> WHAT IS NEEDED
Extract the lines from the first line of the records below through the line containing "an event with", inclusive, and reproduce them exactly as written.

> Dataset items
= Beginning of Section =
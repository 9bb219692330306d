//! In-process event bus and its typed facade.
//!
//! The bus decouples the AI-generation jobs from any number of waiting SSE
//! connections: subscribers register a channel under an event name, `emit`
//! fans the payload out to everyone currently registered, and an event with
//! no subscribers is simply lost. Callers that must not miss anything consult
//! persisted state first (the readiness endpoint does exactly that).
//!
//! There is exactly one bus per process; it lives in `AppState` and is handed
//! to handlers by injection so tests can build a fresh one per case.

use std::collections::HashMap;
use std::marker::PhantomData;
use std::sync::atomic::{AtomicU64, Ordering};
use std::sync::{Arc, Mutex, Weak};

use chrono::Utc;
use serde::de::DeserializeOwned;
use serde::{Deserialize, Serialize};
use serde_json::Value;
use tokio::sync::mpsc;
use tracing::{debug, warn};

pub const CHAPTER_QUESTIONS_READY: &str = "chapter:questions:ready";
pub const CHAPTER_CONTENT_GENERATED: &str = "chapter:content:generated";
pub const LEARNING_VERIFICATION_COMPLETE: &str = "learning:verification:complete";
pub const ACHIEVEMENT_UNLOCKED: &str = "achievement:unlocked";
pub const POINTS_UPDATED: &str = "points:updated";

type Registry = HashMap<String, HashMap<u64, mpsc::UnboundedSender<Value>>>;

/// Publish/subscribe registry keyed by event name. At-most-once delivery per
/// subscriber per emission; no persistence, no ordering across subscribers.
#[derive(Default)]
pub struct EventBus {
  subscribers: Mutex<Registry>,
  next_id: AtomicU64,
}

impl EventBus {
  pub fn new() -> Self {
    Self::default()
  }

  fn lock(&self) -> std::sync::MutexGuard<'_, Registry> {
    // A poisoned lock only means another thread panicked mid-update; the map
    // itself is still usable.
    self.subscribers.lock().unwrap_or_else(|e| e.into_inner())
  }

  /// Register a subscriber. The returned guard unsubscribes on drop (or via
  /// `cancel`, idempotently); the receiver yields every payload emitted under
  /// `event` while the guard is alive.
  pub fn subscribe(self: &Arc<Self>, event: &str) -> (Subscription, mpsc::UnboundedReceiver<Value>) {
    let (tx, rx) = mpsc::unbounded_channel();
    let id = self.next_id.fetch_add(1, Ordering::Relaxed);
    self.lock().entry(event.to_string()).or_default().insert(id, tx);
    debug!(target: "events", event, id, "subscriber registered");
    let sub = Subscription {
      bus: Arc::downgrade(self),
      event: event.to_string(),
      id,
    };
    (sub, rx)
  }

  /// Fan the payload out to every currently registered subscriber. A closed
  /// receiver is logged and pruned; it never stops delivery to the rest.
  pub fn emit(&self, event: &str, payload: Value) {
    let mut map = self.lock();
    let Some(subs) = map.get_mut(event) else {
      debug!(target: "events", event, "emitted with no subscribers (dropped)");
      return;
    };
    subs.retain(|id, tx| match tx.send(payload.clone()) {
      Ok(()) => true,
      Err(_) => {
        warn!(target: "events", event, id, "subscriber channel closed; pruning");
        false
      }
    });
    if subs.is_empty() {
      map.remove(event);
    }
  }

  /// Convenience: wait for the next emission of `event`, then unsubscribe.
  /// Returns None if the bus is dropped while waiting.
  pub async fn once(self: &Arc<Self>, event: &str) -> Option<Value> {
    let (_sub, mut rx) = self.subscribe(event);
    rx.recv().await
  }

  /// Number of live subscribers for an event name.
  pub fn listener_count(&self, event: &str) -> usize {
    self.lock().get(event).map(|s| s.len()).unwrap_or(0)
  }

  fn unsubscribe(&self, event: &str, id: u64) {
    let mut map = self.lock();
    if let Some(subs) = map.get_mut(event) {
      subs.remove(&id);
      if subs.is_empty() {
        map.remove(event);
      }
    }
  }
}

/// Guard for one registration. Dropping it removes the subscriber; removal is
/// idempotent and safe after the bus itself is gone.
pub struct Subscription {
  bus: Weak<EventBus>,
  event: String,
  id: u64,
}

impl Subscription {
  pub fn cancel(&self) {
    if let Some(bus) = self.bus.upgrade() {
      bus.unsubscribe(&self.event, self.id);
    }
  }
}

impl Drop for Subscription {
  fn drop(&mut self) {
    self.cancel();
  }
}

// ---------------------------------------------------------------------------
// Typed facade
// ---------------------------------------------------------------------------

#[derive(Clone, Debug, PartialEq, Serialize, Deserialize)]
#[serde(rename_all = "camelCase")]
pub struct ChapterQuestionsReady {
  pub chapter_id: String,
  pub question_count: usize,
  pub timestamp: i64,
}

#[derive(Clone, Debug, PartialEq, Serialize, Deserialize)]
#[serde(rename_all = "camelCase")]
pub struct ChapterContentGenerated {
  pub chapter_id: String,
  pub content_length: usize,
  pub timestamp: i64,
}

#[derive(Clone, Debug, PartialEq, Serialize, Deserialize)]
#[serde(rename_all = "camelCase")]
pub struct LearningVerificationComplete {
  pub chapter_id: String,
  pub user_id: String,
  pub score: u32,
  pub passed: bool,
  pub timestamp: i64,
}

#[derive(Clone, Debug, PartialEq, Serialize, Deserialize)]
#[serde(rename_all = "camelCase")]
pub struct AchievementUnlocked {
  pub user_id: String,
  pub achievement_id: String,
  pub achievement_title: String,
  pub points: i64,
  pub timestamp: i64,
}

#[derive(Clone, Debug, PartialEq, Serialize, Deserialize)]
#[serde(rename_all = "camelCase")]
pub struct PointsUpdated {
  pub user_id: String,
  pub old_points: i64,
  pub new_points: i64,
  pub reason: String,
  pub timestamp: i64,
}

pub fn now_millis() -> i64 {
  Utc::now().timestamp_millis()
}

/// Receiver half of a typed subscription. Malformed payloads (possible only if
/// some producer bypasses the facade) are logged and skipped, never fatal.
pub struct TypedReceiver<T> {
  rx: mpsc::UnboundedReceiver<Value>,
  event: &'static str,
  _marker: PhantomData<T>,
}

impl<T: DeserializeOwned> TypedReceiver<T> {
  pub async fn recv(&mut self) -> Option<T> {
    while let Some(raw) = self.rx.recv().await {
      match serde_json::from_value::<T>(raw) {
        Ok(ev) => return Some(ev),
        Err(e) => {
          warn!(target: "events", event = self.event, error = %e, "skipping malformed payload");
        }
      }
    }
    None
  }
}

/// Closed, typed vocabulary over the bus: one emit and one subscribe method
/// per event kind, pure delegation plus serde narrowing.
#[derive(Clone)]
pub struct TypedEvents {
  bus: Arc<EventBus>,
}

impl Default for TypedEvents {
  fn default() -> Self {
    Self::new()
  }
}

macro_rules! typed_event {
  ($emit:ident, $subscribe:ident, $name:ident, $ty:ty) => {
    pub fn $emit(&self, ev: $ty) {
      self.emit_value($name, &ev);
    }

    pub fn $subscribe(&self) -> (Subscription, TypedReceiver<$ty>) {
      let (sub, rx) = self.bus.subscribe($name);
      (sub, TypedReceiver { rx, event: $name, _marker: PhantomData })
    }
  };
}

impl TypedEvents {
  pub fn new() -> Self {
    Self { bus: Arc::new(EventBus::new()) }
  }

  pub fn bus(&self) -> &Arc<EventBus> {
    &self.bus
  }

  fn emit_value<T: Serialize>(&self, event: &str, ev: &T) {
    match serde_json::to_value(ev) {
      Ok(v) => self.bus.emit(event, v),
      Err(e) => warn!(target: "events", event, error = %e, "failed to serialize event payload"),
    }
  }

  typed_event!(emit_chapter_questions_ready, subscribe_chapter_questions_ready, CHAPTER_QUESTIONS_READY, ChapterQuestionsReady);
  typed_event!(emit_chapter_content_generated, subscribe_chapter_content_generated, CHAPTER_CONTENT_GENERATED, ChapterContentGenerated);
  typed_event!(emit_learning_verification_complete, subscribe_learning_verification_complete, LEARNING_VERIFICATION_COMPLETE, LearningVerificationComplete);
  typed_event!(emit_achievement_unlocked, subscribe_achievement_unlocked, ACHIEVEMENT_UNLOCKED, AchievementUnlocked);
  typed_event!(emit_points_updated, subscribe_points_updated, POINTS_UPDATED, PointsUpdated);
}

#[cfg(test)]
mod tests {
  use super::*;
  use serde_json::json;

  #[tokio::test]
  async fn emit_reaches_every_subscriber() {
    let bus = Arc::new(EventBus::new());
    let (_s1, mut r1) = bus.subscribe("ev");
    let (_s2, mut r2) = bus.subscribe("ev");
    bus.emit("ev", json!({"n": 1}));
    assert_eq!(r1.recv().await.unwrap(), json!({"n": 1}));
    assert_eq!(r2.recv().await.unwrap(), json!({"n": 1}));
  }

  #[tokio::test]
  async fn emission_without_subscribers_is_lost() {
    let bus = Arc::new(EventBus::new());
    bus.emit("ev", json!(1));
    let (_sub, mut rx) = bus.subscribe("ev");
    bus.emit("ev", json!(2));
    // Only the post-subscription emission arrives.
    assert_eq!(rx.recv().await.unwrap(), json!(2));
  }

  #[tokio::test]
  async fn unsubscribe_is_idempotent_and_drop_unregisters() {
    let bus = Arc::new(EventBus::new());
    let (sub, _rx) = bus.subscribe("ev");
    assert_eq!(bus.listener_count("ev"), 1);
    sub.cancel();
    sub.cancel();
    assert_eq!(bus.listener_count("ev"), 0);
    drop(sub);
    assert_eq!(bus.listener_count("ev"), 0);
  }

  #[tokio::test]
  async fn closed_receiver_does_not_block_the_rest() {
    let bus = Arc::new(EventBus::new());
    let (_s1, r1) = bus.subscribe("ev");
    let (_s2, mut r2) = bus.subscribe("ev");
    drop(r1);
    bus.emit("ev", json!("still delivered"));
    assert_eq!(r2.recv().await.unwrap(), json!("still delivered"));
    // The dead channel was pruned during emit.
    assert_eq!(bus.listener_count("ev"), 1);
  }

  #[tokio::test]
  async fn once_unsubscribes_after_first_event() {
    let bus = Arc::new(EventBus::new());
    let waiter = {
      let bus = bus.clone();
      tokio::spawn(async move { bus.once("ev").await })
    };
    // Give the waiter a chance to register.
    tokio::task::yield_now().await;
    while bus.listener_count("ev") == 0 {
      tokio::task::yield_now().await;
    }
    bus.emit("ev", json!(7));
    assert_eq!(waiter.await.unwrap(), Some(json!(7)));
    assert_eq!(bus.listener_count("ev"), 0);
  }

  #[tokio::test]
  async fn typed_facade_round_trips_payloads() {
    let events = TypedEvents::new();
    let (_sub, mut rx) = events.subscribe_chapter_questions_ready();
    events.emit_chapter_questions_ready(ChapterQuestionsReady {
      chapter_id: "ch-1".into(),
      question_count: 5,
      timestamp: 42,
    });
    let got = rx.recv().await.unwrap();
    assert_eq!(got.chapter_id, "ch-1");
    assert_eq!(got.question_count, 5);
  }

  #[tokio::test]
  async fn typed_receiver_skips_malformed_payloads() {
    let events = TypedEvents::new();
    let (_sub, mut rx) = events.subscribe_points_updated();
    events.bus().emit(POINTS_UPDATED, json!("not an object"));
    events.emit_points_updated(PointsUpdated {
      user_id: "u".into(),
      old_points: 0,
      new_points: 10,
      reason: "CHAPTER_COMPLETION".into(),
      timestamp: 1,
    });
    let got = rx.recv().await.unwrap();
    assert_eq!(got.new_points, 10);
  }
}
= End of Section =
> TASK RESPONSE
repository 9bb219692330306d
//! In-process event bus and its typed facade.
//!
//! The bus decouples the AI-generation jobs from any number of waiting SSE
//! connections: subscribers register a channel under an event name, `emit`
//! fans the payload out to everyone currently registered, and an event with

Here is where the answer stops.